I was born in a small town in upstate New York but spent most of my life in Maryland, right outside of Washington, D.C. I am a multi-sport athlete (basketball, volleyball, softball, American football) and have played sports since I was 7 years old. I have seen firsthand how a common interest, such as sports, can create strong friendships, teach valuable lessons and breakdown barriers.
I was fortunate enough to attend and play four years of basketball at Shepherd University in West Virginia, where I was also a student assistant during my 5th year. I had a pretty successful career while playing and I graduated with a degree in Sport and Event Management.
After college, I moved back to Maryland. Like most students fresh out of college, I entered the work force in something completely unrelated to my degree. I spent a few years working before I decided to apply for grad school. In 2009, Georgetown University started a Sports Industry Management program. I decided to apply and was accepted into the program. During the process, I had to write an essay about what I wanted to do with my life. I started doing research and found out about PeacePlayers. I watched the video on the website about a twinning in Israel, and I was convinced that this was my absolute dream job.
I looked at the application and requirements for the PeacePlayers fellowship and felt that I had plenty of basketball experience but not a lot of administrative experience and had never lived in another country. So…In February 2011, I got the bright idea to take a leave of absence from Georgetown to teach English in South Korea for a year. There is nothing more terrifying than speaking in front of 30 children with varying levels of English comprehension. Teaching and living abroad also forced me to overcome some difficult barriers to make new friends, gain trust and acceptance, and learn to communicate more effectively through many different channels, and not just rely on speaking.
In March 2012, I came back home and began working and going to school again. In May of 2013, I graduated with my master’s degree in Sports Industry Management from Georgetown. I finally worked up enough nerve to send in my fellowship application and now I am typing to you from my cozy little room in Israel.

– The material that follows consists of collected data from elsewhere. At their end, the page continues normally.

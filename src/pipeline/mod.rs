// Data processing pipeline: load, clean, save

pub mod cleaner;
pub mod loader;
pub mod persister;

pub use cleaner::{Cleaned, Cleaner};
pub use loader::load_data;
pub use persister::{describe_table, save_data, StoredTable};

use crate::config::Config;
use crate::error::Result;
use crate::metrics::StageTimer;
use std::path::{Path, PathBuf};
use tracing::info;

/// Result of a complete pipeline run
#[derive(Debug, Clone)]
pub struct PipelineReport {
    pub rows_loaded: usize,
    pub rows_saved: usize,
    pub duplicates_dropped: usize,
    pub values_coerced: usize,
    pub categories: Vec<String>,
    pub table_name: String,
    pub destination: PathBuf,
}

pub struct Pipeline {
    config: Config,
}

impl Pipeline {
    pub fn new(config: Config) -> Self {
        Self { config }
    }

    /// Run load → clean → save, printing a message at each stage boundary.
    pub fn run(
        &self,
        messages_path: &Path,
        categories_path: &Path,
        database_path: &Path,
    ) -> Result<PipelineReport> {
        println!(
            "Loading data...\n    MESSAGES: {}\n    CATEGORIES: {}",
            messages_path.display(),
            categories_path.display()
        );
        let df = {
            let _span = tracing::info_span!("load").entered();
            let _timer = StageTimer::start("load");
            load_data(messages_path, categories_path)?
        };
        let rows_loaded = df.len();

        println!("Cleaning data...");
        let cleaned = {
            let _span = tracing::info_span!("clean").entered();
            let _timer = StageTimer::start("clean");
            Cleaner::from_config(&self.config).clean_data(df)?
        };

        println!("Saving data...\n    DATABASE: {}", database_path.display());
        {
            let _span = tracing::info_span!("save").entered();
            let _timer = StageTimer::start("save");
            save_data(&cleaned.table, database_path, &self.config.table_name)?;
        }

        let stored = describe_table(database_path, &self.config.table_name)?;
        info!(
            rows = stored.row_count,
            columns = stored.columns.len(),
            table = %self.config.table_name,
            "Verified stored table"
        );

        println!("Cleaned data saved to database!");
        Ok(PipelineReport {
            rows_loaded,
            rows_saved: stored.row_count,
            duplicates_dropped: cleaned.duplicates_dropped,
            values_coerced: cleaned.values_coerced,
            categories: cleaned.categories,
            table_name: self.config.table_name.clone(),
            destination: database_path.to_path_buf(),
        })
    }
}
pub mod config;
pub mod constants;
pub mod error;
pub mod logging;
pub mod metrics;
pub mod pipeline;
pub mod table;

pub use config::{BinaryOverflow, Config};
pub use error::{EtlError, Result};
pub use pipeline::{Pipeline, PipelineReport};
pub use table::{Table, Value};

In this first week I have already witnessed so many wonderful things and seen how dedicated everyone is to the program. The kids are full of energy and eager to learn and play basketball. I was lucky enough to see a twinning on my second day here, and it was wonderful. I also had the chance to attend a retreat already and it was an experience I will never forget. My first week and a half has been packed with great food, laughs, basketball, and genuine people. I cannot wait to see what else is in store. I look forward to learning from the staff and players and hope to impact them and the program as much as they will impact me.